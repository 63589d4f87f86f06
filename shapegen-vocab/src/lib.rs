//! RDF vocabulary constants for the shapegen compiler
//!
//! This crate is the single home for vocabulary IRIs used across the
//! shapegen workspace.
//!
//! # Organization
//!
//! Constants are organized by vocabulary:
//! - `rdf` - RDF vocabulary (http://www.w3.org/1999/02/22-rdf-syntax-ns#)
//! - `rdfs` - RDFS vocabulary (http://www.w3.org/2000/01/rdf-schema#)
//! - `xsd` - XSD vocabulary (http://www.w3.org/2001/XMLSchema#)
//! - `owl` - OWL vocabulary (http://www.w3.org/2002/07/owl#)
//! - `sh` - SHACL vocabulary (http://www.w3.org/ns/shacl#)
//! - `gen` - the generator extension vocabulary carrying code-generation
//!   hints (https://ns.shapegen.dev/generator#)

/// RDF vocabulary constants
pub mod rdf {
    /// rdf:type IRI
    pub const TYPE: &str = "http://www.w3.org/1999/02/22-rdf-syntax-ns#type";

    /// rdf:langString IRI
    pub const LANG_STRING: &str = "http://www.w3.org/1999/02/22-rdf-syntax-ns#langString";

    /// rdf:first IRI (RDF list head)
    pub const FIRST: &str = "http://www.w3.org/1999/02/22-rdf-syntax-ns#first";

    /// rdf:rest IRI (RDF list tail)
    pub const REST: &str = "http://www.w3.org/1999/02/22-rdf-syntax-ns#rest";

    /// rdf:nil IRI (RDF list terminator)
    pub const NIL: &str = "http://www.w3.org/1999/02/22-rdf-syntax-ns#nil";
}

/// RDFS vocabulary constants
pub mod rdfs {
    /// rdfs:subClassOf IRI
    pub const SUB_CLASS_OF: &str = "http://www.w3.org/2000/01/rdf-schema#subClassOf";

    /// rdfs:Class IRI
    pub const CLASS: &str = "http://www.w3.org/2000/01/rdf-schema#Class";

    /// rdfs:label IRI
    pub const LABEL: &str = "http://www.w3.org/2000/01/rdf-schema#label";

    /// rdfs:comment IRI
    pub const COMMENT: &str = "http://www.w3.org/2000/01/rdf-schema#comment";
}

/// OWL vocabulary constants
pub mod owl {
    /// owl:Ontology IRI
    pub const ONTOLOGY: &str = "http://www.w3.org/2002/07/owl#Ontology";

    /// owl:Class IRI
    pub const CLASS: &str = "http://www.w3.org/2002/07/owl#Class";
}

/// XSD vocabulary constants
pub mod xsd {
    /// xsd:string IRI
    pub const STRING: &str = "http://www.w3.org/2001/XMLSchema#string";

    /// xsd:boolean IRI
    pub const BOOLEAN: &str = "http://www.w3.org/2001/XMLSchema#boolean";

    /// xsd:integer IRI
    pub const INTEGER: &str = "http://www.w3.org/2001/XMLSchema#integer";

    /// xsd:long IRI
    pub const LONG: &str = "http://www.w3.org/2001/XMLSchema#long";

    /// xsd:int IRI
    pub const INT: &str = "http://www.w3.org/2001/XMLSchema#int";

    /// xsd:decimal IRI
    pub const DECIMAL: &str = "http://www.w3.org/2001/XMLSchema#decimal";

    /// xsd:double IRI
    pub const DOUBLE: &str = "http://www.w3.org/2001/XMLSchema#double";

    /// xsd:float IRI
    pub const FLOAT: &str = "http://www.w3.org/2001/XMLSchema#float";

    /// xsd:date IRI
    pub const DATE: &str = "http://www.w3.org/2001/XMLSchema#date";

    /// xsd:dateTime IRI
    pub const DATE_TIME: &str = "http://www.w3.org/2001/XMLSchema#dateTime";

    /// xsd:anyURI IRI
    pub const ANY_URI: &str = "http://www.w3.org/2001/XMLSchema#anyURI";
}

/// SHACL vocabulary constants
pub mod sh {
    /// sh:NodeShape IRI
    pub const NODE_SHAPE: &str = "http://www.w3.org/ns/shacl#NodeShape";

    /// sh:PropertyShape IRI
    pub const PROPERTY_SHAPE: &str = "http://www.w3.org/ns/shacl#PropertyShape";

    /// sh:PropertyGroup IRI
    pub const PROPERTY_GROUP: &str = "http://www.w3.org/ns/shacl#PropertyGroup";

    /// sh:property IRI
    pub const PROPERTY: &str = "http://www.w3.org/ns/shacl#property";

    /// sh:path IRI
    pub const PATH: &str = "http://www.w3.org/ns/shacl#path";

    /// sh:inversePath IRI
    pub const INVERSE_PATH: &str = "http://www.w3.org/ns/shacl#inversePath";

    /// sh:alternativePath IRI
    pub const ALTERNATIVE_PATH: &str = "http://www.w3.org/ns/shacl#alternativePath";

    /// sh:node IRI (shape-level is-a link)
    pub const NODE: &str = "http://www.w3.org/ns/shacl#node";

    /// sh:datatype IRI
    pub const DATATYPE: &str = "http://www.w3.org/ns/shacl#datatype";

    /// sh:class IRI
    pub const CLASS: &str = "http://www.w3.org/ns/shacl#class";

    /// sh:nodeKind IRI
    pub const NODE_KIND: &str = "http://www.w3.org/ns/shacl#nodeKind";

    /// sh:minCount IRI
    pub const MIN_COUNT: &str = "http://www.w3.org/ns/shacl#minCount";

    /// sh:maxCount IRI
    pub const MAX_COUNT: &str = "http://www.w3.org/ns/shacl#maxCount";

    /// sh:in IRI
    pub const IN: &str = "http://www.w3.org/ns/shacl#in";

    /// sh:hasValue IRI
    pub const HAS_VALUE: &str = "http://www.w3.org/ns/shacl#hasValue";

    /// sh:pattern IRI
    pub const PATTERN: &str = "http://www.w3.org/ns/shacl#pattern";

    /// sh:flags IRI
    pub const FLAGS: &str = "http://www.w3.org/ns/shacl#flags";

    /// sh:minLength IRI
    pub const MIN_LENGTH: &str = "http://www.w3.org/ns/shacl#minLength";

    /// sh:maxLength IRI
    pub const MAX_LENGTH: &str = "http://www.w3.org/ns/shacl#maxLength";

    /// sh:languageIn IRI
    pub const LANGUAGE_IN: &str = "http://www.w3.org/ns/shacl#languageIn";

    /// sh:uniqueLang IRI
    pub const UNIQUE_LANG: &str = "http://www.w3.org/ns/shacl#uniqueLang";

    /// sh:defaultValue IRI
    pub const DEFAULT_VALUE: &str = "http://www.w3.org/ns/shacl#defaultValue";

    /// sh:and IRI
    pub const AND: &str = "http://www.w3.org/ns/shacl#and";

    /// sh:or IRI
    pub const OR: &str = "http://www.w3.org/ns/shacl#or";

    /// sh:xone IRI
    pub const XONE: &str = "http://www.w3.org/ns/shacl#xone";

    /// sh:not IRI
    pub const NOT: &str = "http://www.w3.org/ns/shacl#not";

    /// sh:name IRI
    pub const NAME: &str = "http://www.w3.org/ns/shacl#name";

    /// sh:description IRI
    pub const DESCRIPTION: &str = "http://www.w3.org/ns/shacl#description";

    /// sh:order IRI
    pub const ORDER: &str = "http://www.w3.org/ns/shacl#order";

    /// sh:group IRI
    pub const GROUP: &str = "http://www.w3.org/ns/shacl#group";

    /// sh:BlankNode node kind IRI
    pub const BLANK_NODE: &str = "http://www.w3.org/ns/shacl#BlankNode";

    /// sh:IRI node kind IRI
    pub const IRI: &str = "http://www.w3.org/ns/shacl#IRI";

    /// sh:Literal node kind IRI
    pub const LITERAL: &str = "http://www.w3.org/ns/shacl#Literal";

    /// sh:BlankNodeOrIRI node kind IRI
    pub const BLANK_NODE_OR_IRI: &str = "http://www.w3.org/ns/shacl#BlankNodeOrIRI";

    /// sh:BlankNodeOrLiteral node kind IRI
    pub const BLANK_NODE_OR_LITERAL: &str = "http://www.w3.org/ns/shacl#BlankNodeOrLiteral";

    /// sh:IRIOrLiteral node kind IRI
    pub const IRI_OR_LITERAL: &str = "http://www.w3.org/ns/shacl#IRIOrLiteral";
}

/// Generator extension vocabulary
///
/// Code-generation hints layered over SHACL. These never affect
/// validation semantics; they only steer the object model the
/// compiler assembles.
pub mod gen {
    /// Namespace prefix for the extension vocabulary
    pub const NAMESPACE: &str = "https://ns.shapegen.dev/generator#";

    /// gen:abstract - shape is non-instantiable, inherit-only
    pub const ABSTRACT: &str = "https://ns.shapegen.dev/generator#abstract";

    /// gen:extern - references decode to a bare identifier, never composed
    pub const EXTERN: &str = "https://ns.shapegen.dev/generator#extern";

    /// gen:mutable - fields of this shape may be written after construction
    pub const MUTABLE: &str = "https://ns.shapegen.dev/generator#mutable";

    /// gen:visibility - public / protected / private
    pub const VISIBILITY: &str = "https://ns.shapegen.dev/generator#visibility";

    /// gen:mintingStrategy - identifier minting strategy for the shape
    pub const MINTING_STRATEGY: &str = "https://ns.shapegen.dev/generator#mintingStrategy";

    /// gen:MintBlankNode strategy value
    pub const MINT_BLANK_NODE: &str = "https://ns.shapegen.dev/generator#MintBlankNode";

    /// gen:MintSha256 strategy value
    pub const MINT_SHA256: &str = "https://ns.shapegen.dev/generator#MintSha256";

    /// gen:MintUuidv4 strategy value
    pub const MINT_UUIDV4: &str = "https://ns.shapegen.dev/generator#MintUuidv4";

    /// gen:MintNone strategy value (identifier must be supplied)
    pub const MINT_NONE: &str = "https://ns.shapegen.dev/generator#MintNone";

    /// gen:name - explicit object/field name override
    pub const NAME: &str = "https://ns.shapegen.dev/generator#name";

    /// gen:fromRdfType - type IRI used to recognize an instance on decode
    pub const FROM_RDF_TYPE: &str = "https://ns.shapegen.dev/generator#fromRdfType";

    /// gen:toRdfType - type IRIs emitted on encode (repeatable)
    pub const TO_RDF_TYPE: &str = "https://ns.shapegen.dev/generator#toRdfType";

    /// gen:identifierPropertyName - JSON identifier key override
    pub const IDENTIFIER_PROPERTY_NAME: &str =
        "https://ns.shapegen.dev/generator#identifierPropertyName";

    /// gen:discriminatorPropertyName - JSON type-tag key override
    pub const DISCRIMINATOR_PROPERTY_NAME: &str =
        "https://ns.shapegen.dev/generator#discriminatorPropertyName";

    /// gen:includeFeature - codec capability to emit (repeatable)
    pub const INCLUDE_FEATURE: &str = "https://ns.shapegen.dev/generator#includeFeature";

    /// gen:excludeFeature - codec capability to suppress (repeatable)
    pub const EXCLUDE_FEATURE: &str = "https://ns.shapegen.dev/generator#excludeFeature";

    /// gen:declarationStyle - class-like vs interface-like object declaration
    pub const DECLARATION_STYLE: &str = "https://ns.shapegen.dev/generator#declarationStyle";

    /// gen:list - marks a node shape as an ordered first/rest list shape
    pub const LIST: &str = "https://ns.shapegen.dev/generator#list";

    /// Feature value: construct/coercion
    pub const FEATURE_CONSTRUCT: &str = "https://ns.shapegen.dev/generator#Construct";

    /// Feature value: structural equality
    pub const FEATURE_EQUALS: &str = "https://ns.shapegen.dev/generator#Equals";

    /// Feature value: incremental hash
    pub const FEATURE_HASH: &str = "https://ns.shapegen.dev/generator#Hash";

    /// Feature value: JSON codec
    pub const FEATURE_JSON: &str = "https://ns.shapegen.dev/generator#Json";

    /// Feature value: graph codec
    pub const FEATURE_GRAPH: &str = "https://ns.shapegen.dev/generator#Graph";

    /// Feature value: query-pattern builder
    pub const FEATURE_QUERY: &str = "https://ns.shapegen.dev/generator#Query";

    /// Feature value: JSON Schema document
    pub const FEATURE_JSON_SCHEMA: &str = "https://ns.shapegen.dev/generator#JsonSchema";

    /// Feature value: UI Schema document
    pub const FEATURE_UI_SCHEMA: &str = "https://ns.shapegen.dev/generator#UiSchema";
}

#[cfg(test)]
mod tests {
    use super::*;

    #[test]
    fn test_namespace_consistency() {
        assert!(sh::MIN_COUNT.starts_with("http://www.w3.org/ns/shacl#"));
        assert!(gen::ABSTRACT.starts_with(gen::NAMESPACE));
        assert!(gen::MINT_SHA256.starts_with(gen::NAMESPACE));
    }

    #[test]
    fn test_rdf_list_terms() {
        assert_eq!(rdf::NIL, "http://www.w3.org/1999/02/22-rdf-syntax-ns#nil");
        assert_ne!(rdf::FIRST, rdf::REST);
    }
}
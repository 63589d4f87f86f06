//! Runtime codec errors
//!
//! These are the recoverable per-instance class: a bad input value, a
//! JSON document that fails schema validation, a graph resource missing a
//! required statement. Shape configuration problems never surface here;
//! they are fatal [`shapegen_shapes::ShapeError`]s raised long before any
//! instance exists.

use shapegen_graph_ir::DecodeError;
use thiserror::Error;

/// Result type for codec operations
pub type Result<T> = std::result::Result<T, CodecError>;

/// One structured JSON validation failure
#[derive(Clone, Debug, PartialEq, Eq)]
pub struct ValidationIssue {
    /// JSON pointer to the offending value
    pub path: String,
    pub message: String,
}

impl std::fmt::Display for ValidationIssue {
    fn fmt(&self, f: &mut std::fmt::Formatter<'_>) -> std::fmt::Result {
        write!(f, "{}: {}", self.path, self.message)
    }
}

/// Recoverable per-instance codec errors
#[derive(Debug, Error)]
pub enum CodecError {
    /// The model has no object type under the requested name or tag
    #[error("unknown object type '{name}'")]
    UnknownObjectType { name: String },

    /// An input named a field the object type does not declare
    #[error("object '{object}' has no field '{field}'")]
    UnknownField { object: String, field: String },

    /// An input value could not be coerced to the declared field type
    #[error("field '{object}.{field}': cannot coerce {actual} to {expected}")]
    CoercionFailed {
        object: String,
        field: String,
        expected: String,
        actual: String,
    },

    /// A required field had no value at construction
    #[error("field '{object}.{field}' is required")]
    MissingField { object: String, field: String },

    /// The object type's minting strategy cannot produce an identifier
    /// and none was supplied
    #[error("object '{object}' requires an explicit identifier")]
    IdentifierRequired { object: String },

    /// A JSON document failed validation against the generated schema
    #[error("JSON validation failed for '{object}': {}", issues.iter().map(ToString::to_string).collect::<Vec<_>>().join("; "))]
    JsonValidation {
        object: String,
        issues: Vec<ValidationIssue>,
    },

    /// The capability is excluded by the shape's resolved feature set
    #[error("object '{object}' does not enable the {feature:?} capability")]
    FeatureDisabled {
        object: String,
        feature: shapegen_shapes::Feature,
    },

    /// No union member accepted the input; carries the last member's error
    #[error("no member of union '{union}' matched: {last}")]
    NoUnionMatch {
        union: String,
        #[source]
        last: Box<CodecError>,
    },

    /// Graph-level decode failure
    #[error(transparent)]
    Decode(#[from] DecodeError),
}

▶ [Task] In the listing above, find the line with "pub const MINT_NONE: &str" and the line with "value: structural equality"; output exactly those lines and all lines between them.

▶ [Exercise solution]
    pub const MINT_NONE: &str = "https://ns.shapegen.dev/generator#MintNone";

    /// gen:name - explicit object/field name override
    pub const NAME: &str = "https://ns.shapegen.dev/generator#name";

    /// gen:fromRdfType - type IRI used to recognize an instance on decode
    pub const FROM_RDF_TYPE: &str = "https://ns.shapegen.dev/generator#fromRdfType";

    /// gen:toRdfType - type IRIs emitted on encode (repeatable)
    pub const TO_RDF_TYPE: &str = "https://ns.shapegen.dev/generator#toRdfType";

    /// gen:identifierPropertyName - JSON identifier key override
    pub const IDENTIFIER_PROPERTY_NAME: &str =
        "https://ns.shapegen.dev/generator#identifierPropertyName";

    /// gen:discriminatorPropertyName - JSON type-tag key override
    pub const DISCRIMINATOR_PROPERTY_NAME: &str =
        "https://ns.shapegen.dev/generator#discriminatorPropertyName";

    /// gen:includeFeature - codec capability to emit (repeatable)
    pub const INCLUDE_FEATURE: &str = "https://ns.shapegen.dev/generator#includeFeature";

    /// gen:excludeFeature - codec capability to suppress (repeatable)
    pub const EXCLUDE_FEATURE: &str = "https://ns.shapegen.dev/generator#excludeFeature";

    /// gen:declarationStyle - class-like vs interface-like object declaration
    pub const DECLARATION_STYLE: &str = "https://ns.shapegen.dev/generator#declarationStyle";

    /// gen:list - marks a node shape as an ordered first/rest list shape
    pub const LIST: &str = "https://ns.shapegen.dev/generator#list";

    /// Feature value: construct/coercion
    pub const FEATURE_CONSTRUCT: &str = "https://ns.shapegen.dev/generator#Construct";

    /// Feature value: structural equality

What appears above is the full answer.